La solidarité en matière de Sécurité sociale, cela signifie que chacun, au sein de notre société, participe à la protection de tous et chacun bénéficie de cette protection. Grâce à leurs cotisations, les bien-portants sont solidaires des malades, et les personnes en âge de travailler sont solidaires des inactifs et des retraités. « On cotise selon ses moyens, on utilise selon ses besoins », selon la formule consacrée, ce qui est très différent du principe de l’assurance en général, où l’on cotise en fonction du risque que l’on veut couvrir.
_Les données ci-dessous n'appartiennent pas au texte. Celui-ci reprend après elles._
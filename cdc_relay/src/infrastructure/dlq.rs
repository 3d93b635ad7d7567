// /////////////////////////////////////////////////////////////////////////////
// CDC Relay
// Copyright (c) 2025 Michael Gardner, A Bit of Help, Inc.
// SPDX-License-Identifier: BSD-3-Clause
// See LICENSE file in the project root.
// /////////////////////////////////////////////////////////////////////////////

//! # Dead-Letter Sink
//!
//! Appends one JSON object per line to `dlq_<destination>_<YYYY-MM-DD>.jsonl`
//! files. Writes are append-only and flushed at line granularity; each file
//! is guarded by a per-file lock so concurrent sink workers never interleave
//! partial lines.
//!
//! A failure to write a DLQ record is logged and swallowed - the DLQ is the
//! last resort, and its own failures must never take the pipeline down.

use std::collections::HashMap;
use std::path::{Path, PathBuf};
use std::sync::Arc;

use chrono::Utc;
use tokio::io::AsyncWriteExt;
use tokio::sync::Mutex;
use tracing::{error, warn};

use cdc_relay_domain::{ChangeEvent, DeadLetterRecord, Destination, PipelineError};

/// Append-only writer for dead-letter records.
pub struct DeadLetterWriter {
    directory: PathBuf,
    // One lock-wrapped handle per (destination, date) file.
    files: Mutex<HashMap<String, Arc<Mutex<tokio::fs::File>>>>,
}

impl DeadLetterWriter {
    /// Creates the writer, ensuring the DLQ directory exists.
    pub async fn new(directory: impl Into<PathBuf>) -> Result<Self, PipelineError> {
        let directory = directory.into();
        tokio::fs::create_dir_all(&directory)
            .await
            .map_err(|e| PipelineError::IoError(format!("create {}: {e}", directory.display())))?;

        Ok(Self {
            directory,
            files: Mutex::new(HashMap::new()),
        })
    }

    /// Routes a failed event to the DLQ. Never returns an error.
    pub async fn write_event(
        &self,
        event: &ChangeEvent,
        destination: Destination,
        error: &PipelineError,
    ) {
        let record = DeadLetterRecord::from_event(event, destination, error);
        self.append(record).await;
    }

    /// Routes an undecodable entry to the DLQ. Never returns an error.
    pub async fn write_undecodable(
        &self,
        segment: &str,
        position: u64,
        payload: &[u8],
        destination: Destination,
        error: &PipelineError,
    ) {
        let record =
            DeadLetterRecord::from_undecodable(segment, position, payload, destination, error);
        self.append(record).await;
    }

    /// Appends one record as a JSON line. Failures are logged and swallowed.
    pub async fn append(&self, record: DeadLetterRecord) {
        let filename = format!(
            "dlq_{}_{}.jsonl",
            record.destination,
            Utc::now().format("%Y-%m-%d")
        );

        warn!(
            event_id = %record.event_id,
            destination = %record.destination,
            error_type = %record.error_type,
            dlq_file = %filename,
            "Event routed to DLQ"
        );

        if let Err(write_error) = self.try_append(&filename, &record).await {
            error!(
                event_id = %record.event_id,
                error = %write_error,
                "Failed to write DLQ record, dropping"
            );
        }
    }

    async fn try_append(
        &self,
        filename: &str,
        record: &DeadLetterRecord,
    ) -> Result<(), PipelineError> {
        let handle = {
            let mut files = self.files.lock().await;
            match files.get(filename) {
                Some(handle) => Arc::clone(handle),
                None => {
                    let path = self.directory.join(filename);
                    let file = tokio::fs::OpenOptions::new()
                        .create(true)
                        .append(true)
                        .open(&path)
                        .await
                        .map_err(|e| {
                            PipelineError::IoError(format!("open {}: {e}", path.display()))
                        })?;
                    let handle = Arc::new(Mutex::new(file));
                    files.insert(filename.to_string(), Arc::clone(&handle));
                    handle
                }
            }
        };

        let mut line = serde_json::to_vec(record)?;
        line.push(b'\n');

        let mut file = handle.lock().await;
        file.write_all(&line)
            .await
            .map_err(|e| PipelineError::IoError(e.to_string()))?;
        file.flush()
            .await
            .map_err(|e| PipelineError::IoError(e.to_string()))?;
        Ok(())
    }

    /// DLQ files present on disk, optionally filtered by destination,
    /// sorted by name.
    pub async fn dlq_files(
        &self,
        destination: Option<Destination>,
    ) -> Result<Vec<PathBuf>, PipelineError> {
        let prefix = match destination {
            Some(destination) => format!("dlq_{}_", destination.as_str()),
            None => "dlq_".to_string(),
        };

        let mut files = Vec::new();
        let mut entries = tokio::fs::read_dir(&self.directory)
            .await
            .map_err(|e| PipelineError::IoError(e.to_string()))?;
        while let Some(entry) = entries
            .next_entry()
            .await
            .map_err(|e| PipelineError::IoError(e.to_string()))?
        {
            let name = entry.file_name().to_string_lossy().into_owned();
            if name.starts_with(&prefix) && name.ends_with(".jsonl") {
                files.push(entry.path());
            }
        }
        files.sort();
        Ok(files)
    }

    /// Total dead-lettered events, optionally filtered by destination.
    pub async fn count_events(
        &self,
        destination: Option<Destination>,
    ) -> Result<usize, PipelineError> {
        let mut total = 0;
        for path in self.dlq_files(destination).await? {
            let contents = tokio::fs::read_to_string(&path)
                .await
                .map_err(|e| PipelineError::IoError(e.to_string()))?;
            total += contents.lines().filter(|line| !line.is_empty()).count();
        }
        Ok(total)
    }

    /// Reads every record back, optionally filtered by destination.
    /// Intended for inspection tooling and tests, not the hot path.
    pub async fn read_records(
        &self,
        destination: Option<Destination>,
    ) -> Result<Vec<DeadLetterRecord>, PipelineError> {
        let mut records = Vec::new();
        for path in self.dlq_files(destination).await? {
            let contents = tokio::fs::read_to_string(&path)
                .await
                .map_err(|e| PipelineError::IoError(e.to_string()))?;
            for line in contents.lines().filter(|line| !line.is_empty()) {
                records.push(serde_json::from_str(line)?);
            }
        }
        Ok(records)
    }

    /// Directory records are written into.
    pub fn directory(&self) -> &Path {
        &self.directory
    }
}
L’expression « assurance maladie » me semble donc mal choisie. Mais elle est validée par l’usage.
Ruwen Ogien et l’éthique minimale
Ruwen Ogien est un philosophe français spécialiste de philosophie morale, se réclamant de la philosophie analytique anglo-saxonne, peu fréquentée en France.
Il naît « avant 1949 » (il n’a jamais dévoilé sa véritable date de naissance), au sein d’une famille juive polonaise rescapée de la Shoah, et arrive en France peu de temps après sa naissance. Il meurt le 4 mai 2017 d’un cancer du pancréas. Il raconte son expérience de la maladie dans un livre bouleversant, Mes mille et une nuits (entre drame et comédie), livre qui paraît peu de temps avant qu’il n’entre en phase finale de sa maladie.
Sa philosophie peut se résumer au concept qu’il a développé, celui de « l’éthique minimale ». Cette éthique minimale comportait initialement les trois principes suivants :
• Considération égale pour chacun ;
• Neutralité à l’égard des conceptions du juste et du bien personnel ;
• Intervention limitée aux cas de torts flagrants causés à autrui.
En définitive, il a réduit ces trois principes à un seul, exprimé de la façon suivante : « Ne pas nuire aux autres, rien de plus ».
Cette position exclut les devoirs moraux envers soi-même (pour notre auteur, il n’en existe aucun, ce qui autorise une liberté individuelle totale, notamment en matière sexuelle ou de consommation de stupéfiants, ou encore de suicide), et les devoirs moraux positifs envers les autres, qualifiés de paternalistes (la fameuse « police morale », expression reprise du philosophe utilitariste John Stuart Mill). Seul reste le devoir moral négatif de ne pas nuire aux autres.
Directeur de recherches au CNRS, il est l’auteur d’une œuvre abondante en sociologie et en philosophie, au sein de laquelle on peut citer : La philosophie morale (PUF 2004) ; La panique morale (Grasset 2004) ; La sexualité (PUF 2005) ; L’éthique aujourd’hui : maximalistes et minimalistes (Gallimard 2007) ; La vie, la mort, l’état : le débat bioéthique (Grasset 2009) ; L’influence de l’odeur des croissants chauds sur la bonté humaine et autres expériences de philosophie morale expérimentale (Grasset 2011), surprenant succès de librairie ; L’état nous rend-il meilleurs ? (Gallimard 2013) ; Philosopher ou faire l’amour (Grasset 2014) ; Mon dîner chez les cannibales (Grasset 2016) ; Mes mille et une nuits (Grasset 2017), déjà cité.
C’est la lecture de ce dernier livre qui est à l’origine de ma nouvelle médicale La maladie, les médecins et moi, que vous pouvez lire sur ce site.